---------- Exercise data ----------

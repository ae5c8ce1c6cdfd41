// crates/tally-plugin/src/handshake.rs
// ============================================================================
// Module: Plugin Handshake
// Description: The one-line startup record a plugin writes to stdout.
// Purpose: Tell the control process where and how to reach the plugin.
// Dependencies: serde, serde_json, tally-config, thiserror
// ============================================================================

//! ## Overview
//! After binding its listener the runtime writes exactly one [`Handshake`] as
//! a single JSON line. A successful record carries the listen address, the
//! session token, and the selected transport; a failure record carries an
//! error message instead. [`Handshake::parse`] is the control-side reader.

// ============================================================================
// SECTION: Imports
// ============================================================================

use std::net::SocketAddr;

use serde::Deserialize;
use serde::Serialize;
use tally_config::RpcTransport;
use thiserror::Error;

use crate::plugin::PluginMeta;
use crate::plugin::PluginType;

// ============================================================================
// SECTION: Types
// ============================================================================

/// Outcome advertised by a handshake.
#[derive(Debug, Clone, Copy, PartialEq, Eq, Serialize, Deserialize)]
#[serde(rename_all = "snake_case")]
pub enum HandshakeState {
    /// The plugin is serving.
    Ok,
    /// The plugin failed to start.
    Failure,
}

/// Identity block of a handshake.
#[derive(Debug, Clone, PartialEq, Eq, Serialize, Deserialize)]
pub struct HandshakeMeta {
    /// Plugin name.
    pub name: String,
    /// Plugin version.
    pub version: i64,
    /// Capability served.
    pub plugin_type: PluginType,
    /// Transport the plugin was asked to use.
    pub rpc_transport: RpcTransport,
}

/// Startup record written to stdout.
#[derive(Debug, Clone, PartialEq, Eq, Serialize, Deserialize)]
pub struct Handshake {
    /// Capability served.
    #[serde(rename = "type")]
    pub plugin_type: PluginType,
    /// Startup outcome.
    pub state: HandshakeState,
    /// Plugin identity.
    pub meta: HandshakeMeta,
    /// Bound listener address.
    #[serde(default, skip_serializing_if = "Option::is_none")]
    pub listen_address: Option<SocketAddr>,
    /// Session token required on every call.
    #[serde(default, skip_serializing_if = "String::is_empty")]
    pub token: String,
    /// Transport actually serving.
    pub rpc_transport: RpcTransport,
    /// Startup failure description.
    #[serde(default, skip_serializing_if = "Option::is_none")]
    pub error_message: Option<String>,
}

/// Errors raised while reading a handshake.
#[derive(Debug, Clone, PartialEq, Eq, Error)]
pub enum HandshakeError {
    /// The line is not a handshake record.
    #[error("invalid handshake: {0}")]
    Parse(String),
    /// The plugin reported a startup failure.
    #[error("plugin failed to start: {0}")]
    Failed(String),
    /// A successful record lacked an address or token.
    #[error("handshake missing {0}")]
    Incomplete(&'static str),
}

// ============================================================================
// SECTION: Construction
// ============================================================================

impl Handshake {
    /// Builds the record for a plugin that is serving.
    #[must_use]
    pub fn ok(
        meta: &PluginMeta,
        plugin_type: PluginType,
        transport: RpcTransport,
        listen_address: SocketAddr,
        token: impl Into<String>,
    ) -> Self {
        Self {
            plugin_type,
            state: HandshakeState::Ok,
            meta: HandshakeMeta::new(meta, plugin_type, transport),
            listen_address: Some(listen_address),
            token: token.into(),
            rpc_transport: transport,
            error_message: None,
        }
    }

    /// Builds the record for a plugin that failed to start.
    #[must_use]
    pub fn failure(
        meta: &PluginMeta,
        plugin_type: PluginType,
        transport: RpcTransport,
        message: impl Into<String>,
    ) -> Self {
        Self {
            plugin_type,
            state: HandshakeState::Failure,
            meta: HandshakeMeta::new(meta, plugin_type, transport),
            listen_address: None,
            token: String::new(),
            rpc_transport: transport,
            error_message: Some(message.into()),
        }
    }

    /// Serializes the record as one newline-terminated JSON line.
    ///
    /// # Errors
    ///
    /// Returns an error when serialization fails.
    pub fn to_line(&self) -> Result<String, serde_json::Error> {
        let mut line = serde_json::to_string(self)?;
        line.push('\n');
        Ok(line)
    }

    /// Parses a record from one line of plugin output.
    ///
    /// # Errors
    ///
    /// Returns [`HandshakeError::Parse`] when the line is not a record.
    pub fn parse(line: &str) -> Result<Self, HandshakeError> {
        serde_json::from_str(line.trim()).map_err(|err| HandshakeError::Parse(err.to_string()))
    }

    /// Returns the listen address of a successful record.
    ///
    /// # Errors
    ///
    /// Returns [`HandshakeError`] for failure records and records without an
    /// address or token.
    pub fn endpoint(&self) -> Result<SocketAddr, HandshakeError> {
        if self.state == HandshakeState::Failure {
            let message = self.error_message.clone().unwrap_or_default();
            return Err(HandshakeError::Failed(message));
        }
        if self.token.is_empty() {
            return Err(HandshakeError::Incomplete("token"));
        }
        self.listen_address.ok_or(HandshakeError::Incomplete("listen_address"))
    }
}

impl HandshakeMeta {
    /// Builds the identity block.
    fn new(meta: &PluginMeta, plugin_type: PluginType, rpc_transport: RpcTransport) -> Self {
        Self {
            name: meta.name.clone(),
            version: meta.version,
            plugin_type,
            rpc_transport,
        }
    }
}

// ============================================================================
// SECTION: Tests
// ============================================================================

----------

* _What the task asks_: What is asked for is an exact copy of the lines above from the one containing "plugin is serving." through the one containing "that is serving.", and only those.

* _Response_:
    /// The plugin is serving.
    Ok,
    /// The plugin failed to start.
    Failure,
}

/// Identity block of a handshake.
#[derive(Debug, Clone, PartialEq, Eq, Serialize, Deserialize)]
pub struct HandshakeMeta {
    /// Plugin name.
    pub name: String,
    /// Plugin version.
    pub version: i64,
    /// Capability served.
    pub plugin_type: PluginType,
    /// Transport the plugin was asked to use.
    pub rpc_transport: RpcTransport,
}

/// Startup record written to stdout.
#[derive(Debug, Clone, PartialEq, Eq, Serialize, Deserialize)]
pub struct Handshake {
    /// Capability served.
    #[serde(rename = "type")]
    pub plugin_type: PluginType,
    /// Startup outcome.
    pub state: HandshakeState,
    /// Plugin identity.
    pub meta: HandshakeMeta,
    /// Bound listener address.
    #[serde(default, skip_serializing_if = "Option::is_none")]
    pub listen_address: Option<SocketAddr>,
    /// Session token required on every call.
    #[serde(default, skip_serializing_if = "String::is_empty")]
    pub token: String,
    /// Transport actually serving.
    pub rpc_transport: RpcTransport,
    /// Startup failure description.
    #[serde(default, skip_serializing_if = "Option::is_none")]
    pub error_message: Option<String>,
}

/// Errors raised while reading a handshake.
#[derive(Debug, Clone, PartialEq, Eq, Error)]
pub enum HandshakeError {
    /// The line is not a handshake record.
    #[error("invalid handshake: {0}")]
    Parse(String),
    /// The plugin reported a startup failure.
    #[error("plugin failed to start: {0}")]
    Failed(String),
    /// A successful record lacked an address or token.
    #[error("handshake missing {0}")]
    Incomplete(&'static str),
}

// ============================================================================
// SECTION: Construction
// ============================================================================

impl Handshake {
    /// Builds the record for a plugin that is serving.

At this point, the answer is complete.